··· Extracted entries

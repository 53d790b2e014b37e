//! Draw-list coalescer: accumulates requested image rectangles within one
//! redraw cycle, merging vertically adjacent stripes of the same placement,
//! and tracks per-row animation redraw deadlines (spec.md §4.7).

use crate::animation::{next_redraw_delay, NO_REDRAW_PENDING};
use crate::clock::Milliseconds;
use crate::ids::{ImageId, PlacementId};

const MAX_IMAGE_RECTS: usize = 20;

/// A rectangular piece of an image queued for drawing. Column/row ends are
/// exclusive.
#[derive(Debug, Clone, Copy, PartialEq, Eq)]
pub struct ImageRect {
    pub image_id: ImageId,
    pub placement_id: PlacementId,
    pub screen_x_pix: i32,
    pub screen_y_pix: i32,
    pub screen_y_row: i32,
    pub img_start_col: i32,
    pub img_end_col: i32,
    pub img_start_row: i32,
    pub img_end_row: i32,
    pub cw: i32,
    pub ch: i32,
    pub reverse: bool,
}

impl ImageRect {
    fn bottom(&self) -> i32 {
        self.screen_y_pix + (self.img_end_row - self.img_start_row) * self.ch
    }

    fn is_empty(&self) -> bool {
        self.image_id == 0 || self.img_end_col - self.img_start_col <= 0
            || self.img_end_row - self.img_start_row <= 0
    }
}

/// Fixed-capacity ring of pending rectangles plus the per-row animation
/// redraw deadline map.
#[derive(Default)]
pub struct DrawList {
    slots: Vec<Option<ImageRect>>,
    next_redraw_times: Vec<Milliseconds>,
}

impl DrawList {
    pub fn new() -> Self {
        Self { slots: vec![None; MAX_IMAGE_RECTS], next_redraw_times: Vec::new() }
    }

    /// Queues `rect`. Returns a rect that had to be evicted to make room, if
    /// any — the caller must draw it before discarding it.
    pub fn append(&mut self, rect: ImageRect) -> Option<ImageRect> {
        if rect.is_empty() {
            return None;
        }

        let mut free_slot: Option<usize> = None;
        for (i, slot) in self.slots.iter_mut().enumerate() {
            match slot {
                None => {
                    if free_slot.is_none() {
                        free_slot = Some(i);
                    }
                }
                Some(existing) => {
                    if existing.image_id == rect.image_id
                        && existing.placement_id == rect.placement_id
                        && existing.cw == rect.cw
                        && existing.ch == rect.ch
                        && existing.reverse == rect.reverse
                        && existing.img_end_row == rect.img_start_row
                        && existing.bottom() == rect.screen_y_pix
                        && existing.img_start_col == rect.img_start_col
                        && existing.img_end_col == rect.img_end_col
                        && existing.screen_x_pix == rect.screen_x_pix
                    {
                        existing.img_end_row = rect.img_end_row;
                        return None;
                    }
                }
            }
        }

        if let Some(i) = free_slot {
            self.slots[i] = Some(rect);
            return None;
        }

        // No free slot: flush whichever pending rect extends furthest down.
        let evict_index = self
            .slots
            .iter()
            .enumerate()
            .max_by_key(|(_, s)| s.as_ref().map(|r| r.bottom()).unwrap_or(i32::MIN))
            .map(|(i, _)| i)
            .unwrap();
        let evicted = self.slots[evict_index].take();
        self.slots[evict_index] = Some(rect);
        evicted
    }

    /// Drains every pending rect for the caller to draw, resetting the
    /// ring. Call at end-of-drawing.
    pub fn drain(&mut self) -> Vec<ImageRect> {
        self.slots.iter_mut().filter_map(|s| s.take()).collect()
    }

    /// Records that the image owning row `row` next needs a redraw at
    /// `next_redraw`; keeps the earliest deadline seen for that row.
    pub fn update_next_redraw_time(&mut self, row: usize, next_redraw: Milliseconds) {
        if next_redraw == 0 {
            return;
        }
        if row >= self.next_redraw_times.len() {
            self.next_redraw_times.resize(row + 1, 0);
        }
        let slot = &mut self.next_redraw_times[row];
        if *slot == 0 || *slot > next_redraw {
            *slot = next_redraw;
        }
    }

    /// Marks screen rows whose redraw deadline has passed as dirty, zeroing
    /// their deadline. Call right after starting a draw.
    pub fn mark_dirty_animations(&mut self, dirty: &mut [bool], now: Milliseconds) {
        let rows = dirty.len();
        if rows < self.next_redraw_times.len() {
            self.next_redraw_times.truncate(rows);
        }
        for (i, d) in dirty.iter_mut().enumerate().take(self.next_redraw_times.len()) {
            if *d {
                self.next_redraw_times[i] = 0;
                continue;
            }
            let deadline = self.next_redraw_times[i];
            if deadline > 0 && deadline <= now {
                *d = true;
                self.next_redraw_times[i] = 0;
            }
        }
    }

    /// The global redraw delay after a finished draw: minimum over all
    /// per-row deadlines, floored at `min_delay_ms`. [`NO_REDRAW_PENDING`]
    /// if nothing is scheduled.
    pub fn finish_drawing(&self, now: Milliseconds, min_delay_ms: Milliseconds) -> i64 {
        next_redraw_delay(self.next_redraw_times.iter().copied(), now, min_delay_ms)
    }
}

#[cfg(test)]
mod tests {
    use super::*;

    fn rect(image_id: u32, start_row: i32, end_row: i32, y_pix: i32, ch: i32) -> ImageRect {
        ImageRect {
            image_id,
            placement_id: 1,
            screen_x_pix: 0,
            screen_y_pix: y_pix,
            screen_y_row: start_row,
            img_start_col: 0,
            img_end_col: 1,
            img_start_row: start_row,
            img_end_row: end_row,
            cw: 8,
            ch,
            reverse: false,
        }
    }

    #[test]
    fn adjacent_stripes_merge() {
        let mut list = DrawList::new();
        assert!(list.append(rect(1, 0, 1, 0, 16)).is_none());
        assert!(list.append(rect(1, 1, 2, 16, 16)).is_none());
        let drained = list.drain();
        assert_eq!(drained.len(), 1);
        assert_eq!(drained[0].img_end_row, 2);
    }

    #[test]
    fn non_adjacent_stripes_stay_separate() {
        let mut list = DrawList::new();
        list.append(rect(1, 0, 1, 0, 16));
        list.append(rect(1, 5, 6, 999, 16));
        assert_eq!(list.drain().len(), 2);
    }

    #[test]
    fn overflow_evicts_the_deepest_rect() {
        let mut list = DrawList::new();
        for i in 0..MAX_IMAGE_RECTS {
            list.append(rect((i + 1) as u32, 0, 1, (i as i32) * 100, 16));
        }
        let evicted = list.append(rect(999, 0, 1, 100_000, 16));
        assert!(evicted.is_some());
        assert_eq!(evicted.unwrap().image_id, (MAX_IMAGE_RECTS) as u32);
    }

    #[test]
    fn empty_rect_is_ignored() {
        let mut list = DrawList::new();
        assert!(list.append(rect(1, 0, 0, 0, 16)).is_none());
        assert!(list.drain().is_empty());
    }

    #[test]
    fn redraw_delay_reflects_earliest_row_deadline() {
        let mut list = DrawList::new();
        list.update_next_redraw_time(0, 500);
        list.update_next_redraw_time(1, 200);
        assert_eq!(list.finish_drawing(100, 1), 100);
    }

    #[test]
    fn no_pending_redraw_returns_sentinel() {
        let list = DrawList::new();
        assert_eq!(list.finish_drawing(0, 1), NO_REDRAW_PENDING);
    }
}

······

The records above are to be restated word for word, in full.

- [Result for this task]
repository 53d790b2e014b37e
//! Draw-list coalescer: accumulates requested image rectangles within one
//! redraw cycle, merging vertically adjacent stripes of the same placement,
//! and tracks per-row animation redraw deadlines (spec.md §4.7).

use crate::animation::{next_redraw_delay, NO_REDRAW_PENDING};
use crate::clock::Milliseconds;
use crate::ids::{ImageId, PlacementId};

const MAX_IMAGE_RECTS: usize = 20;

/// A rectangular piece of an image queued for drawing. Column/row ends are
/// exclusive.
#[derive(Debug, Clone, Copy, PartialEq, Eq)]
pub struct ImageRect {
    pub image_id: ImageId,
    pub placement_id: PlacementId,
    pub screen_x_pix: i32,
    pub screen_y_pix: i32,
    pub screen_y_row: i32,
    pub img_start_col: i32,
    pub img_end_col: i32,
    pub img_start_row: i32,
    pub img_end_row: i32,
    pub cw: i32,
    pub ch: i32,
    pub reverse: bool,
}

impl ImageRect {
    fn bottom(&self) -> i32 {
        self.screen_y_pix + (self.img_end_row - self.img_start_row) * self.ch
    }

    fn is_empty(&self) -> bool {
        self.image_id == 0 || self.img_end_col - self.img_start_col <= 0
            || self.img_end_row - self.img_start_row <= 0
    }
}

/// Fixed-capacity ring of pending rectangles plus the per-row animation
/// redraw deadline map.
#[derive(Default)]
pub struct DrawList {
    slots: Vec<Option<ImageRect>>,
    next_redraw_times: Vec<Milliseconds>,
}

impl DrawList {
    pub fn new() -> Self {
        Self { slots: vec![None; MAX_IMAGE_RECTS], next_redraw_times: Vec::new() }
    }

    /// Queues `rect`. Returns a rect that had to be evicted to make room, if
    /// any — the caller must draw it before discarding it.
    pub fn append(&mut self, rect: ImageRect) -> Option<ImageRect> {
        if rect.is_empty() {
            return None;
        }

        let mut free_slot: Option<usize> = None;
        for (i, slot) in self.slots.iter_mut().enumerate() {
            match slot {
                None => {
                    if free_slot.is_none() {
                        free_slot = Some(i);
                    }
                }
                Some(existing) => {
                    if existing.image_id == rect.image_id
                        && existing.placement_id == rect.placement_id
                        && existing.cw == rect.cw
                        && existing.ch == rect.ch
                        && existing.reverse == rect.reverse
                        && existing.img_end_row == rect.img_start_row
                        && existing.bottom() == rect.screen_y_pix
                        && existing.img_start_col == rect.img_start_col
                        && existing.img_end_col == rect.img_end_col
                        && existing.screen_x_pix == rect.screen_x_pix
                    {
                        existing.img_end_row = rect.img_end_row;
                        return None;
                    }
                }
            }
        }

        if let Some(i) = free_slot {
            self.slots[i] = Some(rect);
            return None;
        }

        // No free slot: flush whichever pending rect extends furthest down.
        let evict_index = self
            .slots
            .iter()
            .enumerate()
            .max_by_key(|(_, s)| s.as_ref().map(|r| r.bottom()).unwrap_or(i32::MIN))
            .map(|(i, _)| i)
            .unwrap();
        let evicted = self.slots[evict_index].take();
        self.slots[evict_index] = Some(rect);
        evicted
    }

    /// Drains every pending rect for the caller to draw, resetting the
    /// ring. Call at end-of-drawing.
    pub fn drain(&mut self) -> Vec<ImageRect> {
        self.slots.iter_mut().filter_map(|s| s.take()).collect()
    }

    /// Records that the image owning row `row` next needs a redraw at
    /// `next_redraw`; keeps the earliest deadline seen for that row.
    pub fn update_next_redraw_time(&mut self, row: usize, next_redraw: Milliseconds) {
        if next_redraw == 0 {
            return;
        }
        if row >= self.next_redraw_times.len() {
            self.next_redraw_times.resize(row + 1, 0);
        }
        let slot = &mut self.next_redraw_times[row];
        if *slot == 0 || *slot > next_redraw {
            *slot = next_redraw;
        }
    }

    /// Marks screen rows whose redraw deadline has passed as dirty, zeroing
    /// their deadline. Call right after starting a draw.
    pub fn mark_dirty_animations(&mut self, dirty: &mut [bool], now: Milliseconds) {
        let rows = dirty.len();
        if rows < self.next_redraw_times.len() {
            self.next_redraw_times.truncate(rows);
        }
        for (i, d) in dirty.iter_mut().enumerate().take(self.next_redraw_times.len()) {
            if *d {
                self.next_redraw_times[i] = 0;
                continue;
            }
            let deadline = self.next_redraw_times[i];
            if deadline > 0 && deadline <= now {
                *d = true;
                self.next_redraw_times[i] = 0;
            }
        }
    }

    /// The global redraw delay after a finished draw: minimum over all
    /// per-row deadlines, floored at `min_delay_ms`. [`NO_REDRAW_PENDING`]
    /// if nothing is scheduled.
    pub fn finish_drawing(&self, now: Milliseconds, min_delay_ms: Milliseconds) -> i64 {
        next_redraw_delay(self.next_redraw_times.iter().copied(), now, min_delay_ms)
    }
}

#[cfg(test)]
mod tests {
    use super::*;

    fn rect(image_id: u32, start_row: i32, end_row: i32, y_pix: i32, ch: i32) -> ImageRect {
        ImageRect {
            image_id,
            placement_id: 1,
            screen_x_pix: 0,
            screen_y_pix: y_pix,
            screen_y_row: start_row,
            img_start_col: 0,
            img_end_col: 1,
            img_start_row: start_row,
            img_end_row: end_row,
            cw: 8,
            ch,
            reverse: false,
        }
    }

    #[test]
    fn adjacent_stripes_merge() {
        let mut list = DrawList::new();
        assert!(list.append(rect(1, 0, 1, 0, 16)).is_none());
        assert!(list.append(rect(1, 1, 2, 16, 16)).is_none());
        let drained = list.drain();
        assert_eq!(drained.len(), 1);
        assert_eq!(drained[0].img_end_row, 2);
    }

    #[test]
    fn non_adjacent_stripes_stay_separate() {
        let mut list = DrawList::new();
        list.append(rect(1, 0, 1, 0, 16));
        list.append(rect(1, 5, 6, 999, 16));
        assert_eq!(list.drain().len(), 2);
    }

    #[test]
    fn overflow_evicts_the_deepest_rect() {
        let mut list = DrawList::new();
        for i in 0..MAX_IMAGE_RECTS {
            list.append(rect((i + 1) as u32, 0, 1, (i as i32) * 100, 16));
        }
        let evicted = list.append(rect(999, 0, 1, 100_000, 16));
        assert!(evicted.is_some());
        assert_eq!(evicted.unwrap().image_id, (MAX_IMAGE_RECTS) as u32);
    }

    #[test]
    fn empty_rect_is_ignored() {
        let mut list = DrawList::new();
        assert!(list.append(rect(1, 0, 0, 0, 16)).is_none());
        assert!(list.drain().is_empty());
    }

    #[test]
    fn redraw_delay_reflects_earliest_row_deadline() {
        let mut list = DrawList::new();
        list.update_next_redraw_time(0, 500);
        list.update_next_redraw_time(1, 200);
        assert_eq!(list.finish_drawing(100, 1), 100);
    }

    #[test]
    fn no_pending_redraw_returns_sentinel() {
        let list = DrawList::new();
        assert_eq!(list.finish_drawing(0, 1), NO_REDRAW_PENDING);
    }
}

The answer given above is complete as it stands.